How to resolve the Planning Conflict

There's a seeming conflict that might become apparent: On the one hand, "delivering early and often" is an Agile principle - and on the other hand, "deferred commitment"  is a Lean principle. This might create a planning conflict. How do you resolve it?



Planning purpose

First, we must realize that there are different reasons for planning. 

Within the team / development organization, the purpose of planning is to make sure that we have a realistic goal and we all understand what we need to do.

Towards our customers, the purpose of planning is different. They don't care who does what, and when. They care when they'll get what.

Towards other stakeholders in our organization, the purpose of planning is again different. They need to know when they're expected to contribute, and when they can get a contribution from us.


Defer commitment?

First thing to realize here is: "Who are we committing towards?" Are we committing inside the teams to maximize value - or are we committing a certain date or scope to our customers or stakeholders?

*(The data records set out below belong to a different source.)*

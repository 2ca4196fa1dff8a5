use axum::{routing::get, Router};

use crate::features::staff::handlers::{self, StaffState};

/// Create routes for the staff dashboard
///
/// Every handler extracts `RequireStaff`.
pub fn routes(state: StaffState) -> Router {
    Router::new()
        .route("/staff/dashboard", get(handlers::dashboard))
        .route("/staff/grievances", get(handlers::grievance_list))
        .route(
            "/staff/grievances/{reference_id}",
            get(handlers::grievance_detail).post(handlers::grievance_action),
        )
        .with_state(state)
}
use serde::Serialize;
use uuid::Uuid;

use crate::features::taxonomy::models::{Category, Department};

/// Category as shown inside its department
#[derive(Debug, Clone, Serialize)]
pub struct CategoryOption {
    pub id: Uuid,
    pub name: String,
    pub label: String,
}

impl From<Category> for CategoryOption {
    fn from(c: Category) -> Self {
        Self {
            id: c.id,
            label: c.label(),
            name: c.name,
        }
    }
}

/// Department with its categories, for the home page and the submission form
#[derive(Debug, Clone, Serialize)]
pub struct DepartmentView {
    pub id: Uuid,
    pub name: String,
    pub description: String,
    pub categories: Vec<CategoryOption>,
}

impl DepartmentView {
    /// Group a flat category list under its departments, keeping input order
    pub fn group(departments: Vec<Department>, categories: Vec<Category>) -> Vec<DepartmentView> {
        departments
            .into_iter()
            .map(|department| {
                let categories = categories
                    .iter()
                    .filter(|c| c.department_id == department.id)
                    .cloned()
                    .map(CategoryOption::from)
                    .collect();

                DepartmentView {
                    id: department.id,
                    name: department.name,
                    description: department.description,
                    categories,
                }
            })
            .collect()
    }
}
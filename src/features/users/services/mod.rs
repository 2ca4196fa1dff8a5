mod user_service;

pub use user_service::{NewAccount, UserService, USERNAME_TAKEN};
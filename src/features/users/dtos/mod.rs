mod registration_dto;

pub use registration_dto::RegisterForm;
mod staff_handler;

pub use staff_handler::*;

Customers and stakeholders plan their actions based on our commitment, so in this regard, we shouldn't commit anything that we can't keep, because otherwise, we may be creating significant, non-value-adding re-planning and organizational overhead. Broken customer commitments will damage our trust, If you can deliver without having to give a commitment, that's better, and even when you need to commit so that others can plan, try to commit as late as possible.

The trust issue

"Deferred commitment" requires trust. 
  • Trust in the team, that they do the best they possibly can. 
  • Trust in the organization, that they enable the team to succeed.
  • Trust in the customers and stakeholders, that they want the team to succeed.
Asking for early commitment hints at a lack of trust. The solution is not to enforce strict commitment, but to build trust. In a trustful relationship, deferred commitment shouldn't be an issue for anyone.


Deliver early?

Inside our team, we plan to deliver as much value as early as possible, because "you got what you got". To minimize risk and to avoid falling for Parkinson's Law, we should avoid keeping activity buffers that allow us to "do extra work", and we should remember that early delivery is our feedback and learning trigger.


Resolving the conflict

There is no conflict.
We work towards two separate events: 
The team's first point of feedback, and the point of business completion.
  • The first date is the earliest point in time when we can get feedback. It allows us to validate our assumptions and to verify our product. There is no guarantee of completion or finality. For internal planning, we look for earliest possible dates, so that we can reduce risk and deliver value quickly.
  • The second date is the latest point in time when we can complete a topic. We communicate this date as late as possible and try to avoid having to lock it in if we can. This minimizes the danger of expectation mismatch. For external communication, we look for latest feasible dates, so that other people's decisions don't rely on our unvalidated assumptions.

Addendum

Based on the feedback that "deferred commitment" in a Lean context is referring to decisions:
The statement "Scope X will be completed at date Y" consists of two decisions made today: a decision about what, as well as a decision about when. If there is no need to decide this today, we should not.
We try to avoid locking in a decision that has a significant risk of being wrong.
That is not the same as "we won't deliver any value until some undefined date in the future." It means, "we can't guarantee you the value until we know more."